By LIZ SIDOTI, Associated Press Writer
COLUMBUS, Ohio (AP) - Seven of the 205 inmates on death row have taken the state up on its 2½-year-old offer to pay for DNA tests in certain cases. None were proved innocent.
"In almost all cases, and contrary to public belief, DNA actually confirms and cinches the inmate's guilt, and that's what this demonstrates," said James V. Canepa, chief deputy of criminal justice for Attorney General Jim Petro.
A bill the Legislature sent to Gov. Bob Taft last week, which Petro supported, would make the DNA-testing program part of Ohio law and make it available to inmates convicted of all felonies.
Former Attorney General Betty Montgomery began offering the tests in 2000 to those convicted of aggravated murder and sentenced to death.
Under the bill, inmates are eligible for the $1,500 test if they have not had an earlier test with a definite result and if they can show that the testing could exonerate them. Sufficient biological evidence also must be available.
The Washington, D.C.-based Death Penalty Information Center says 26 states have passed laws or have pending legislation that allow inmates to have DNA tested and have the evidence reviewed. Since 1973, 108 death row inmates nationally have been exonerated. Of those, the center says, DNA was a substantial factor in establishing innocence in 12 cases.
In Ohio, none of the seven tested were exonerated from the results.

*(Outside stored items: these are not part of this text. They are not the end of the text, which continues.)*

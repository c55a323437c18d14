//! sRGB color type
//!
//! 8-bit, gamma-encoded sRGB as read from a photograph. This is the only
//! color type that crosses the engine boundary; every other space is derived.

use std::fmt;
use std::str::FromStr;

use super::error::ParseColorError;
use super::hsl::Hsl;
use super::lab::Lab;

/// A color in sRGB color space with one byte per channel.
///
/// Immutable value type. Conversions to [`Lab`] and [`Hsl`] are total over
/// the whole 8-bit domain.
#[derive(Debug, Clone, Copy, PartialEq, Eq, Hash)]
pub struct Srgb {
    /// Red channel (0..=255)
    pub r: u8,
    /// Green channel (0..=255)
    pub g: u8,
    /// Blue channel (0..=255)
    pub b: u8,
}

impl Srgb {
    /// Create an Srgb color from 8-bit channel values.
    ///
    /// # Example
    /// ```
    /// use shade_engine::Srgb;
    /// let red = Srgb::new(255, 0, 0);
    /// assert_eq!(red.r, 255);
    /// ```
    #[inline]
    pub const fn new(r: u8, g: u8, b: u8) -> Self {
        Self { r, g, b }
    }

    /// Create an Srgb color from a byte array [R, G, B].
    #[inline]
    pub const fn from_bytes(bytes: [u8; 3]) -> Self {
        Self::new(bytes[0], bytes[1], bytes[2])
    }

    /// Convert to a byte array [R, G, B].
    #[inline]
    pub const fn to_bytes(self) -> [u8; 3] {
        [self.r, self.g, self.b]
    }

    /// Format as lowercase `#rrggbb`.
    ///
    /// ```
    /// use shade_engine::Srgb;
    /// assert_eq!(Srgb::new(255, 128, 0).to_hex(), "#ff8000");
    /// ```
    pub fn to_hex(self) -> String {
        format!("#{:02x}{:02x}{:02x}", self.r, self.g, self.b)
    }

    /// CIE Lab (D65) of this color.
    #[inline]
    pub fn to_lab(self) -> Lab {
        Lab::from(self)
    }

    /// HSL of this color. Only used as an ordering key.
    #[inline]
    pub fn to_hsl(self) -> Hsl {
        Hsl::from(self)
    }

    /// HSL lightness in 0.0..=1.0, the sort key for color samples.
    #[inline]
    pub fn lightness(self) -> f64 {
        self.to_hsl().l
    }

    /// CIEDE2000 distance to `other` with unit weights.
    ///
    /// ```
    /// use shade_engine::Srgb;
    /// let black = Srgb::new(0, 0, 0);
    /// let white = Srgb::new(255, 255, 255);
    /// assert!((black.delta_e(white) - 100.0).abs() < 1.0);
    /// ```
    #[inline]
    pub fn delta_e(self, other: Srgb) -> f64 {
        crate::distance::ciede2000(self.to_lab(), other.to_lab())
    }
}

impl From<[u8; 3]> for Srgb {
    fn from(bytes: [u8; 3]) -> Self {
        Self::from_bytes(bytes)
    }
}

impl fmt::Display for Srgb {
    fn fmt(&self, f: &mut fmt::Formatter<'_>) -> fmt::Result {
        write!(f, "#{:02x}{:02x}{:02x}", self.r, self.g, self.b)
    }
}

impl FromStr for Srgb {
    type Err = ParseColorError;

    /// Parse an sRGB color from a hex string.
    ///
    /// Supports the following formats:
    /// - `#RRGGBB` - standard 6-digit hex with hash
    /// - `RRGGBB` - standard 6-digit hex without hash
    /// - `#RGB` - shorthand 3-digit hex with hash (expands to RRGGBB)
    /// - `RGB` - shorthand 3-digit hex without hash
    ///
    /// Parsing is case-insensitive. Leading and trailing whitespace is trimmed.
    ///
    /// # Examples
    ///
    /// ```
    /// use shade_engine::Srgb;
    ///
    /// let white: Srgb = "#FFFFFF".parse().unwrap();
    /// assert_eq!(white, Srgb::new(255, 255, 255));
    ///
    /// let red: Srgb = "#F00".parse().unwrap();
    /// assert_eq!(red, Srgb::new(255, 0, 0));
    /// ```
    fn from_str(s: &str) -> Result<Self, Self::Err> {
        let s = s.trim();
        let s = s.strip_prefix('#').unwrap_or(s);

        if !s.is_ascii() {
            return Err(ParseColorError::InvalidLength);
        }

        match s.len() {
            3 => {
                // Shorthand: expand each digit by multiplying by 17 (0xF -> 0xFF)
                let r = u8::from_str_radix(&s[0..1], 16)? * 17;
                let g = u8::from_str_radix(&s[1..2], 16)? * 17;
                let b = u8::from_str_radix(&s[2..3], 16)? * 17;
                Ok(Self::new(r, g, b))
            }
            6 => {
                let r = u8::from_str_radix(&s[0..2], 16)?;
                let g = u8::from_str_radix(&s[2..4], 16)?;
                let b = u8::from_str_radix(&s[4..6], 16)?;
                Ok(Self::new(r, g, b))
            }
            _ => Err(ParseColorError::InvalidLength),
        }
    }
}

#[cfg(test)]
mod tests {
    use super::*;

    #[test]
    fn test_constructors() {
        let color = Srgb::new(255, 128, 0);
        assert_eq!(Srgb::from_bytes([255, 128, 0]), color);
        assert_eq!(Srgb::from([255, 128, 0]), color);
        assert_eq!(color.to_bytes(), [255, 128, 0]);
    }

    #[test]
    fn test_hex_round_trip_display() {
        let color = Srgb::new(0x12, 0xab, 0x09);
        assert_eq!(color.to_hex(), "#12ab09");
        assert_eq!(color.to_string(), "#12ab09");
        assert_eq!(color.to_hex().parse::<Srgb>().unwrap(), color);
    }

    #[test]
    fn test_hex_parsing_6digit() {
        assert_eq!("#FFFFFF".parse::<Srgb>().unwrap(), Srgb::new(255, 255, 255));
        assert_eq!("#000000".parse::<Srgb>().unwrap(), Srgb::new(0, 0, 0));
        assert_eq!("FF0000".parse::<Srgb>().unwrap(), Srgb::new(255, 0, 0));
    }

    #[test]
    fn test_hex_parsing_shorthand() {
        assert_eq!("#fff".parse::<Srgb>().unwrap(), Srgb::new(255, 255, 255));
        assert_eq!("#ABC".parse::<Srgb>().unwrap(), Srgb::new(0xAA, 0xBB, 0xCC));
    }

    #[test]
    fn test_hex_parsing_errors() {
        assert!(matches!(
            "#GGG".parse::<Srgb>(),
            Err(ParseColorError::InvalidHex(_))
        ));
        assert!(matches!(
            "#FFFF".parse::<Srgb>(),
            Err(ParseColorError::InvalidLength)
        ));
        assert!(matches!("".parse::<Srgb>(), Err(ParseColorError::InvalidLength)));
        assert!(matches!("#".parse::<Srgb>(), Err(ParseColorError::InvalidLength)));
        // multi-byte characters must not panic on slicing
        assert!("#é12".parse::<Srgb>().is_err());
    }

    #[test]
    fn test_hex_parsing_whitespace_and_case() {
        let upper: Srgb = "  #ABCDEF  ".parse().unwrap();
        let lower: Srgb = "#abcdef".parse().unwrap();
        assert_eq!(upper, lower);
    }

    #[test]
    fn test_lightness_extremes() {
        assert_eq!(Srgb::new(0, 0, 0).lightness(), 0.0);
        assert_eq!(Srgb::new(255, 255, 255).lightness(), 1.0);
        // pure red: (1 + 0) / 2
        assert_eq!(Srgb::new(255, 0, 0).lightness(), 0.5);
    }
}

However, one of those tested -- Jerome Campbell -- was spared execution last week by Taft after evidence from his DNA test ultimately showed that blood on Campbell's gym shoes was his blood, not that of his victim, John Henry Turner.
Taft agreed with a parole board recommendation to commute Campbell's sentence to life in prison because while he was not innocent, jurors may have recommended a different sentence if certain blood evidence had been available.
DNA is the genetic coding in cells specific to an individual, and evidence that contains bodily fluids, skin, bones or blood samples that can be tested for DNA is only available in about 10 percent of criminal cases, the center says.
Greg Meyers, chief of the death penalty division of the Ohio Public Defender's Office, said DNA tests can't be used for every inmate because such evidence often isn't available in cases predating the 1990s when reliable and routine DNA testing did not exist.
In other cases, he said, any biological evidence that was collected may have disappeared since the crime occurred.
"You go for DNA testing when the nature of the evidence makes guilt or innocence a significant question and there's biological material available from the scene of the crime that could answer it," Meyers said.
He said that DNA testing likely wouldn't apply to many of those sitting on death row because they were properly identified as the perpetrators of the crimes for which they were convicted, and the dispute on appeal is how they were prosecuted and whether the death penalty is appropriate.
Sen. David Goodman, a Republican from Bexley who sponsored the bill, said he wasn't surprised that none of the seven Ohio inmates tested were exonerated.
"By the time a person ends up on death row and is facing execution, they've gone through quite a bit of scrutiny in the judicial process," he said. "This just gives credibility to the criminal justice system."